Summary
Real World Accuracy for Most Locations on Earth:
Type | Standard Error | RMSE | Worst Error |
---|
Single Point | 0.8 °C | 1.2 °C | 4.2 °C |
Borehole Average | 0.7 °C | 1.1 °C | 3.9 °C |
Inaccurate Zones:
Predictions will be less accurate than the above numbers if...
The ground is influenced by strong nearby volcanic activity or a hot spring
Photo by the Bureau Of Land Management via
Flickr CC2.
Photo by the Royal Olive via
Flickr CC BY-NC-ND 2.0.
In an extreme arctic climate (average annual temperature of -5 °C or lower)
The ground is in the direct path of cold mountain water runoff (ex. steep mountain valleys)
Photo by the David McKelvey via
Flickr CC BY-NC-ND 2.0.
Photo by denisbin via
Flickr CC BY 2.0.
On the coast of an ocean or large lake, where cold water can seep into the nearby ground.
Limitations:
Our model cannot predict...
- Ground that is under water
- Antarctica
- Extreme geothermal hot spots (model is limited to predict a maximum geothermal gradient of 80-120 °C/km depending on depth)
Visualizing The Accuracy
Accuracy By Depth
Error Magnitudes (excluding "Inacurate Zones", see below)

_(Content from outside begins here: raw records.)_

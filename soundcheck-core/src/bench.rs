//! # Bench Recording Module
//!
//! Records the instantaneous level over a bounded session and summarises it
//! (extremes with their times, mean, median, standard deviation). Rendering
//! the report is up to the caller.

use serde::Serialize;
use std::fs::File;
use std::io::Write;
use std::path::Path;
use std::time::{Duration, SystemTime, UNIX_EPOCH};
use tracing::{debug, info};

use crate::error::Result;

/// Default upper bound on a recording session.
pub const DEFAULT_MAX_DURATION: Duration = Duration::from_secs(60);

/// Summary of one bench recording.
#[derive(Debug, Clone, PartialEq, Serialize)]
pub struct BenchReport {
    /// Seconds since the Unix epoch when the report was produced.
    pub recorded_at_unix: u64,
    pub duration_secs: f32,
    /// (seconds since start, dBFS) pairs in recording order.
    pub samples: Vec<(f32, f32)>,
    pub max_db: f32,
    pub peak_time: f32,
    pub min_db: f32,
    pub min_time: f32,
    pub mean_db: f32,
    pub median_db: f32,
    pub std_db: f32,
}

impl BenchReport {
    /// Saves the report as pretty-printed JSON.
    pub fn save(&self, path: impl AsRef<Path>) -> Result<()> {
        let json_string = serde_json::to_string_pretty(self)?;
        let mut file = File::create(path)?;
        file.write_all(json_string.as_bytes())?;
        Ok(())
    }
}

/// Collects level readings for at most `max_duration`.
#[derive(Debug, Clone)]
pub struct BenchRecorder {
    max_duration: Duration,
    samples: Vec<(f32, f32)>,
    full: bool,
}

impl BenchRecorder {
    pub fn new(max_duration: Duration) -> Self {
        Self {
            max_duration,
            samples: Vec::new(),
            full: false,
        }
    }

    /// Adds a reading taken `elapsed` after the session started.
    ///
    /// Non-finite levels are skipped. Returns `false` once the session has
    /// reached its maximum duration; later readings are ignored.
    pub fn record(&mut self, elapsed: Duration, dbfs: f32) -> bool {
        if self.full {
            return false;
        }
        if dbfs.is_finite() {
            self.samples.push((elapsed.as_secs_f32(), dbfs));
        }
        if elapsed >= self.max_duration {
            debug!("Bench recording reached {:?}", self.max_duration);
            self.full = true;
        }
        !self.full
    }

    pub fn is_full(&self) -> bool {
        self.full
    }

    pub fn len(&self) -> usize {
        self.samples.len()
    }

    pub fn is_empty(&self) -> bool {
        self.samples.is_empty()
    }

    /// Ends the session. Returns `None` when nothing was recorded.
    pub fn finish(self) -> Option<BenchReport> {
        if self.is_empty() {
            return None;
        }
        let samples = self.samples;

        // Strict comparisons keep the first occurrence of each extreme.
        let mut max = samples[0];
        let mut min = samples[0];
        for &(time, db) in &samples[1..] {
            if db > max.1 {
                max = (time, db);
            }
            if db < min.1 {
                min = (time, db);
            }
        }

        let count = samples.len() as f64;
        let mean = samples.iter().map(|&(_, db)| db as f64).sum::<f64>() / count;
        let variance = samples
            .iter()
            .map(|&(_, db)| (db as f64 - mean).powi(2))
            .sum::<f64>()
            / count;

        let mut sorted: Vec<f32> = samples.iter().map(|&(_, db)| db).collect();
        sorted.sort_by(f32::total_cmp);
        let mid = sorted.len() / 2;
        let median = if sorted.len() % 2 == 0 {
            (sorted[mid - 1] + sorted[mid]) / 2.0
        } else {
            sorted[mid]
        };

        let recorded_at_unix = SystemTime::now()
            .duration_since(UNIX_EPOCH)
            .map(|d| d.as_secs())
            .unwrap_or(0);
        let duration_secs = samples.last().map(|&(time, _)| time).unwrap_or(0.0);

        info!(
            "Bench report: {} readings over {:.1} s, max {:.1} dBFS, mean {:.1} dBFS",
            samples.len(),
            duration_secs,
            max.1,
            mean
        );

        Some(BenchReport {
            recorded_at_unix,
            duration_secs,
            max_db: max.1,
            peak_time: max.0,
            min_db: min.1,
            min_time: min.0,
            mean_db: mean as f32,
            median_db: median,
            std_db: variance.sqrt() as f32,
            samples,
        })
    }
}

impl Default for BenchRecorder {
    fn default() -> Self {
        Self::new(DEFAULT_MAX_DURATION)
    }
}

Predicted Temperatures vs Measured Temperatures
Open this page on your desktop to view interactive accuracy map.
Maps Made using our Predictions
@ 1 meter Depth
15-200 meters Depths
Testing Methodology
These metrics on this page represent the real world performance of GTP even in areas where no data exists.

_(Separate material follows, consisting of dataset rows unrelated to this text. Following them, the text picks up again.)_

mod cli;
mod config;
mod error;
mod events;
mod logging;
mod report;

use std::fs;
use std::io;
use std::process::ExitCode;
use std::thread;

use chrono::Local;
use clap::Parser;
use log::LevelFilter;
use readbatch_core::parse_accounts;
use readbatch_engine::{EngineHandle, StopHandle};
use readbatch_logging::{batch_error, batch_info, batch_warn};

use crate::cli::Args;
use crate::config::AppConfig;
use crate::error::AppError;
use crate::events::{wait_for_run, EventPrinter};
use crate::report::{write_report, ReportContext};

fn main() -> ExitCode {
    let args = Args::parse();
    let level = if args.verbose {
        LevelFilter::Debug
    } else {
        LevelFilter::Info
    };
    logging::initialize(args.log, level);

    match run(&args) {
        Ok(code) => code,
        Err(err) => {
            batch_error!("{}", err);
            eprintln!("error: {err}");
            ExitCode::FAILURE
        }
    }
}

fn run(args: &Args) -> Result<ExitCode, AppError> {
    let mut config = AppConfig::load(args.config.as_deref())?;
    config.apply_args(args);
    config.validate()?;

    let raw = fs::read_to_string(&args.accounts).map_err(|source| AppError::Read {
        path: args.accounts.clone(),
        source,
    })?;
    let accounts = parse_accounts(&raw)?;
    let settings = config.run_settings();
    batch_info!(
        "{} account(s), book mode {}, api {}",
        accounts.len(),
        settings.mode.label(),
        config.api_url
    );

    let engine = EngineHandle::new(config.engine_config())?;
    stop_on_ctrl_c(engine.stop_handle());
    engine.start_run(accounts, settings);

    let mut printer = EventPrinter::new(io::stdout());
    let outcome = wait_for_run(&engine, &mut printer)?;

    let context = ReportContext {
        generated_at: Local::now(),
        api_url: &config.api_url,
        include_passwords: args.include_passwords,
    };
    let path = write_report(&config.output_dir, &context, &outcome.records)?;
    batch_info!("result report written to {:?}", path);
    println!("report: {}", path.display());

    if outcome.is_clean() {
        Ok(ExitCode::SUCCESS)
    } else {
        Ok(ExitCode::from(2))
    }
}

/// Ctrl-C acts as the stop button. Later presses are repeated stops.
fn stop_on_ctrl_c(stop: StopHandle) {
    thread::spawn(move || {
        let runtime = match tokio::runtime::Builder::new_current_thread()
            .enable_all()
            .build()
        {
            Ok(runtime) => runtime,
            Err(err) => {
                batch_warn!("ctrl-c handling unavailable: {}", err);
                return;
            }
        };
        runtime.block_on(async {
            while tokio::signal::ctrl_c().await.is_ok() {
                batch_warn!("ctrl-c received, stopping the run");
                eprintln!("stopping: no new accounts will start, polling halts");
                stop.stop();
            }
        });
    });
}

We know this because the data used to generate the graphs and metrics on this page is from an isolated dataset, which the AI/ML had zero exposure to prior to release. This testing data is separated from all training and validation data by geographic location, data-source, and many other variables. This separation was achieved using an in-house algorithm designed to select the data which was most unique, and therefore the most difficult to predict.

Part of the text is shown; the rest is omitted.